Née à Paris le 28 décembre 1973, Joy Sorman est la fille de l’écrivain et essayiste Guy Sorman. Après l’obtention du CAPES en philosophie en 1997, elle enseigne brièvement dans un lycée de Montbéliard avant de se réorienter. En 2005, elle fait une entrée remarquée en littérature avec son premier roman « Boys, Boys, Boys », un manifeste pour un « féminisme viril » qui remporte le prix de Flore.
Ses œuvres suivantes abordent des thématiques diverses : le rap avec « Du bruit » (2007) consacré au groupe NTM, l’urbanisme avec « Gros œuvre » (2009) et « Paris Gare du Nord » (2011), les relations homme-animal dans « Comme une bête » (2012, prix François-Mauriac de l’Académie française) et « La peau de l’ours » (2014). Son écriture se caractérise par un goût prononcé pour l’immersion et le mélange des genres entre fiction et documentation.
Parallèlement à son activité d’écrivaine, Joy Sorman mène une carrière dans les médias comme chroniqueuse de télévision et animatrice radio (Paris Première, Canal+, France Inter, Mediapart).

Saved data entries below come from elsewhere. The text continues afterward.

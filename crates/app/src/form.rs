//! Line-oriented terminal form over a `SurveySession`.

use std::io::{self, BufRead, Write};
use std::path::PathBuf;

use services::{SessionError, SessionState, SurveySession};
use survey_core::model::{Question, RatingDraft, RatingField, RatingSlot};

use crate::download;

#[derive(Debug, Clone, Copy, PartialEq, Eq)]
enum Action {
    Save,
    Download,
    Rename,
    Quit,
}

impl Action {
    fn parse(raw: &str) -> Option<Self> {
        match raw.trim().to_lowercase().as_str() {
            "" | "s" | "save" => Some(Self::Save),
            "d" | "download" => Some(Self::Download),
            "n" | "name" => Some(Self::Rename),
            "q" | "quit" => Some(Self::Quit),
            _ => None,
        }
    }
}

enum Flow {
    Continue,
    Quit,
}

pub struct Form<R, W> {
    input: R,
    output: W,
    download_dir: PathBuf,
}

impl<R: BufRead, W: Write> Form<R, W> {
    pub fn new(input: R, output: W, download_dir: impl Into<PathBuf>) -> Self {
        Self {
            input,
            output,
            download_dir: download_dir.into(),
        }
    }

    /// Drive the session until the participant quits, finishes, or input ends.
    pub async fn run(&mut self, session: &mut SurveySession) -> io::Result<()> {
        writeln!(self.output, "LLM Answer Evaluation")?;
        writeln!(
            self.output,
            "Rate each model answer from 1 (poor) to 5 (excellent)."
        )?;

        loop {
            let flow = match session.state() {
                SessionState::NoName => self.ask_name(session).await?,
                SessionState::NameEntered => self.retry_load(session).await?,
                SessionState::InProgress { .. } => self.ask_question(session).await?,
                SessionState::Completed => {
                    self.finish(session).await?;
                    Flow::Quit
                }
            };
            if matches!(flow, Flow::Quit) {
                return Ok(());
            }
        }
    }

    async fn ask_name(&mut self, session: &mut SurveySession) -> io::Result<Flow> {
        let Some(name) = self.prompt("\nYour name: ")? else {
            return Ok(Flow::Quit);
        };
        if let Err(err) = session.enter_name(&name).await {
            writeln!(self.output, "Could not load your previous answers: {err}")?;
        }
        Ok(Flow::Continue)
    }

    async fn retry_load(&mut self, session: &mut SurveySession) -> io::Result<Flow> {
        let Some(answer) = self.prompt("[r]etry or [q]uit: ")? else {
            return Ok(Flow::Quit);
        };
        if answer.trim().eq_ignore_ascii_case("q") {
            return Ok(Flow::Quit);
        }
        if let Err(err) = session.refresh().await {
            writeln!(self.output, "Still unable to reach the results store: {err}")?;
        }
        Ok(Flow::Continue)
    }

    async fn ask_question(&mut self, session: &mut SurveySession) -> io::Result<Flow> {
        let Some(question) = session.current_question().cloned() else {
            return Ok(Flow::Continue);
        };
        self.show_question(session, &question)?;

        let Some(draft) = self.read_draft()? else {
            return Ok(Flow::Quit);
        };
        let Some(comment) = self.prompt("Comment (optional): ")? else {
            return Ok(Flow::Quit);
        };

        loop {
            let Some(raw) = self.prompt("[s]ave & next, [d]ownload my results, [n]ew name, [q]uit: ")?
            else {
                return Ok(Flow::Quit);
            };
            match Action::parse(&raw) {
                Some(Action::Save) => return self.save(session, &draft, &comment).await,
                Some(Action::Download) => self.download(session).await?,
                Some(Action::Rename) => {
                    session.clear_participant();
                    return Ok(Flow::Continue);
                }
                Some(Action::Quit) => return Ok(Flow::Quit),
                None => writeln!(self.output, "Unknown choice: {}", raw.trim())?,
            }
        }
    }

    fn show_question(&mut self, session: &SurveySession, question: &Question) -> io::Result<()> {
        let progress = session.progress();
        writeln!(self.output)?;
        writeln!(
            self.output,
            "Question {} of {}    (answered {} / {})",
            question.sequence_index, progress.total, progress.answered, progress.total
        )?;
        writeln!(self.output, "QID: {}", question.qid)?;
        writeln!(self.output, "Question:\n{}", question.question_text)?;
        writeln!(self.output, "Model answer:\n{}", question.model_answer)?;
        Ok(())
    }

    fn read_draft(&mut self) -> io::Result<Option<RatingDraft>> {
        let mut draft = RatingDraft::default();
        for field in RatingField::ALL {
            let label = format!("{} (1-5, blank for {}): ", field.label(), RatingSlot::UNSET_LABEL);
            loop {
                let Some(raw) = self.prompt(&label)? else {
                    return Ok(None);
                };
                match RatingSlot::parse_input(&raw) {
                    Ok(slot) => {
                        draft.set(field, slot);
                        break;
                    }
                    Err(err) => writeln!(self.output, "{err}")?,
                }
            }
        }
        Ok(Some(draft))
    }

    async fn save(
        &mut self,
        session: &mut SurveySession,
        draft: &RatingDraft,
        comment: &str,
    ) -> io::Result<Flow> {
        match session.submit(draft, comment).await {
            Ok(_) => writeln!(self.output, "Saved.")?,
            Err(SessionError::Validation(err)) => writeln!(self.output, "{err}")?,
            Err(err) => writeln!(
                self.output,
                "Could not save your response ({err}). Nothing was lost; please try again."
            )?,
        }
        Ok(Flow::Continue)
    }

    async fn finish(&mut self, session: &SurveySession) -> io::Result<()> {
        let name = session.participant().map_or("", |p| p.name());
        writeln!(self.output, "\nAll questions answered. Thank you, {name}!")?;
        if let Some(answer) = self.prompt("Download your results? [y/N]: ")? {
            if answer.trim().eq_ignore_ascii_case("y") {
                self.download(session).await?;
            }
        }
        Ok(())
    }

    async fn download(&mut self, session: &SurveySession) -> io::Result<()> {
        let Some(participant) = session.participant() else {
            return Ok(());
        };
        let csv = match session.export_csv().await {
            Ok(Some(csv)) => csv,
            Ok(None) => {
                writeln!(self.output, "Nothing recorded for you yet.")?;
                return Ok(());
            }
            Err(err) => {
                tracing::warn!(error = %err, "results export failed");
                writeln!(self.output, "Download is unavailable right now.")?;
                return Ok(());
            }
        };
        match download::write_results(&self.download_dir, participant.name(), &csv) {
            Ok(path) => writeln!(self.output, "Saved your results to {}", path.display())?,
            Err(err) => {
                tracing::warn!(error = %err, "writing results file failed");
                writeln!(self.output, "Download is unavailable right now.")?;
            }
        }
        Ok(())
    }

    fn prompt(&mut self, label: &str) -> io::Result<Option<String>> {
        write!(self.output, "{label}")?;
        self.output.flush()?;
        let mut line = String::new();
        if self.input.read_line(&mut line)? == 0 {
            return Ok(None);
        }
        Ok(Some(line.trim_end_matches(['\r', '\n']).to_owned()))
    }
}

En 2021, elle publie « À la folie » chez Flammarion, synthèse d’une année d’observation dans un service psychiatrique. « Le témoin » paraît en janvier 2024, fruit d’un an de suivi d’audiences au palais de Justice de Paris.
Voici notre sélection de ses livres majeurs.
1. À la folie (2021)
Disponible sur Amazon Disponible à la Fnac
Résumé
Pendant une année entière, chaque mercredi, Joy Sorman s’immerge dans le pavillon 4B d’un hôpital psychiatrique de la région parisienne. Dès son arrivée, une atmosphère singulière la saisit : chaleur étouffante, odeurs tenaces de médicaments et de détergents, bruit incessant des clés dans les serrures. Dans cet espace clos aux murs immaculés défilent des existences fracturées, que l’écrivaine découvre avec une empathie dénuée de tout jugement.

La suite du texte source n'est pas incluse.